Of course, a masterpiece of writing – and how did Jane Austen do it, in 1814 with just a quill pen and parchment? No spell-check or Grammarly, no instant thesaurus, no cut and paste. The technical task of organising 160,000 words and hanging together a coherent narrative is a minor miracle in itself.

It is a slow-moving story in which little happens, but whose tendrils creep insidiously into your subconscious and draw you into the world of Mansfield Park, leaving you always pleased to return after a day of alternative reality. Before you know it, you are back rooting for Fanny, the poor relation adopted into the wealth and privilege of her uncle’s Northamptonshire estate.

Shy and retiring, a bud the idea of whose ‘coming out’ is overlooked by county society, Fanny blooms into a most desirable rose – though her morals are never in danger of corruption – and her strength of character shines through; not least when she resists an arranged marriage and suffers the almost intolerable disapprobation of the entire household.
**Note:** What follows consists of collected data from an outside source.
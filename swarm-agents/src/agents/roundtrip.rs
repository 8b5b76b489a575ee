//! Market data to feature store copy

use agent_sdk::{Agent, AgentContext, HostRouter, LocalClient};
use anyhow::Result;
use async_trait::async_trait;
use common::FeatureRow;
use tracing::info;

use super::DEFAULT_SYMBOL;
use crate::tools::{self, OhlcvQuery, Service};

pub const FEATURE_SET: &str = "demo";

/// Copies closing prices from market data into the feature store
pub struct RoundtripAgent {
    market_data: Service,
    feature_store: Service,
    query: OhlcvQuery,
    wrote: Option<u64>,
}

impl RoundtripAgent {
    pub fn new(router: &HostRouter) -> Self {
        Self::with_services(
            tools::service(router, "market-data"),
            tools::service(router, "feature-store"),
        )
    }

    pub fn with_services(market_data: Service, feature_store: Service) -> Self {
        Self {
            market_data,
            feature_store,
            query: OhlcvQuery::daily(DEFAULT_SYMBOL, "2024-01-01", "2024-01-03"),
            wrote: None,
        }
    }

    /// Row count the feature store reported for the last tick
    pub fn wrote(&self) -> Option<u64> {
        self.wrote
    }
}

#[async_trait]
impl Agent for RoundtripAgent {
    type Client = LocalClient;

    async fn tick(&mut self, ctx: &mut AgentContext<LocalClient>) -> Result<()> {
        let ohlcv = tools::get_ohlcv(self.market_data.as_ref(), &self.query).await?;

        let rows = ohlcv
            .rows
            .iter()
            .map(|bar| FeatureRow::new(bar.ts, &self.query.symbol, FEATURE_SET, "close", bar.close))
            .collect();
        let wrote = tools::write_features(self.feature_store.as_ref(), FEATURE_SET, rows).await?;

        info!("Roundtrip wrote {} feature rows", wrote);
        self.wrote = Some(wrote);
        ctx.stop();
        Ok(())
    }
}

#[cfg(test)]
mod tests {
    use super::*;
    use crate::test_support::{call_log, calls_to, fake_service, ohlcv_rows, tools_called};
    use crate::tools::{GET_OHLCV, WRITE_FEATURES};
    use agent_sdk::{AgentConfig, BaseAgent, CancellationToken};
    use serde_json::json;

    #[tokio::test]
    async fn test_closes_written_as_features() {
        let log = call_log();
        let md = fake_service(&log, vec![(GET_OHLCV, ohlcv_rows(&[100.0, 101.5, 99.0]))]);
        let fs = fake_service(&log, vec![(WRITE_FEATURES, json!({"wrote": 3}))]);

        let config = AgentConfig::new("roundtrip-agent").unwrap();
        let mut agent = BaseAgent::new(
            config,
            LocalClient::new(),
            RoundtripAgent::with_services(md, fs),
        );
        agent.run(CancellationToken::new()).await.unwrap();

        assert_eq!(agent.agent().wrote(), Some(3));
        assert_eq!(tools_called(&log), vec![GET_OHLCV, WRITE_FEATURES]);

        let write = &calls_to(&log, WRITE_FEATURES)[0];
        assert_eq!(write["feature_set"], "demo");
        let values: Vec<f64> = write["rows"]
            .as_array()
            .unwrap()
            .iter()
            .map(|r| r["value"].as_f64().unwrap())
            .collect();
        assert_eq!(values, vec![100.0, 101.5, 99.0]);
        assert_eq!(write["rows"][0]["feature_name"], "close");
        assert_eq!(write["rows"][0]["symbol"], "AAPL");
    }

    #[tokio::test]
    async fn test_empty_series_writes_empty_set() {
        let log = call_log();
        let md = fake_service(&log, vec![(GET_OHLCV, json!({"rows": []}))]);
        let fs = fake_service(&log, vec![(WRITE_FEATURES, json!({"wrote": 0}))]);

        let mut agent = BaseAgent::new(
            AgentConfig::new("roundtrip-agent").unwrap(),
            LocalClient::new(),
            RoundtripAgent::with_services(md, fs),
        );
        agent.run(CancellationToken::new()).await.unwrap();

        assert_eq!(agent.agent().wrote(), Some(0));
        let write = &calls_to(&log, WRITE_FEATURES)[0];
        assert_eq!(write["rows"], json!([]));
    }
}
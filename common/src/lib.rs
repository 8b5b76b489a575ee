//! Shared payload types exchanged between agents and host-router services.
//!
//! These are structural types only: services own the authoritative schemas,
//! agents use these to build requests and read responses.

pub mod market;
pub mod schemas;

pub use market::{FeatureRow, OhlcvBar, OhlcvResponse, WriteFeaturesRequest};
pub use schemas::{
    ApprovalStatus, ApprovedTrade, Message, Regime, SentimentIndex, SignalScore, TradeAction,
    TradePlan, TrendState, SCHEMA_VERSION,
};
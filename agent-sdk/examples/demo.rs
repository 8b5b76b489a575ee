//! Local-only walkthrough of the agent SDK
//!
//! Registers one sync and one async tool, then runs an agent that calls both
//! on every tick and stops itself after three ticks. No host router needed:
//!
//! ```text
//! cargo run -p agent-sdk --example demo
//! ```

use agent_sdk::{
    Agent, AgentConfig, AgentContext, BaseAgent, CancellationToken, Invocable, LocalClient,
    McpClient,
};
use anyhow::Result;
use async_trait::async_trait;
use serde_json::{json, Value};
use std::time::Duration;
use tracing::{info, Level};

struct DemoAgent {
    ticks: u32,
}

#[async_trait]
impl Agent for DemoAgent {
    type Client = LocalClient;

    async fn setup(&mut self, ctx: &mut AgentContext<LocalClient>) -> Result<()> {
        let client = ctx.client_mut();

        client.register(
            "math.add",
            Invocable::sync(|payload: Value| {
                let a = payload["a"].as_f64().unwrap_or_default();
                let b = payload["b"].as_f64().unwrap_or_default();
                Ok(json!({ "sum": a + b }))
            }),
        );

        client.register(
            "clock.wait",
            Invocable::asynchronous(|payload: Value| async move {
                let ms = payload["ms"].as_u64().unwrap_or(10);
                tokio::time::sleep(Duration::from_millis(ms)).await;
                Ok::<_, anyhow::Error>(json!({ "waited_ms": ms }))
            }),
        );

        info!("Registered tools: {:?}", client.registry().names());
        Ok(())
    }

    async fn tick(&mut self, ctx: &mut AgentContext<LocalClient>) -> Result<()> {
        self.ticks += 1;

        let sum = ctx
            .client()
            .call("math.add", json!({ "a": self.ticks, "b": 0.5 }))
            .await?;
        let waited = ctx.client().call("clock.wait", json!({ "ms": 20 })).await?;
        info!("Tick {}: {} {}", self.ticks, sum, waited);

        if self.ticks == 3 {
            ctx.stop();
        }
        Ok(())
    }
}

#[tokio::main]
async fn main() -> Result<()> {
    tracing_subscriber::fmt().with_max_level(Level::INFO).init();

    let config = AgentConfig::new("demo-agent")?
        .with_description("Calls two local tools per tick")
        .with_heartbeat_secs(5)?;
    let mut agent = BaseAgent::new(config, LocalClient::new(), DemoAgent { ticks: 0 });

    tokio::select! {
        result = agent.run(CancellationToken::new()) => result?,
        _ = tokio::signal::ctrl_c() => {
            info!("Shutting down gracefully...");
        }
    }

    Ok(())
}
The novel is a wonderful exposition of the life and times of the landed gentry of the early 19th Century; it conveys a deep sense of place and of the customs and mores of the upper classes. Though in this latter respect I felt, if not exactly a plot-hole, then at least a bump in the road. I shall avoid a spoiler, but if you have read Mansfield Park, you might agree that the climactic ‘trauma’ comes with too little pitch-rolling, somewhat out of the blue and therefore seemingly out of character.

But read it.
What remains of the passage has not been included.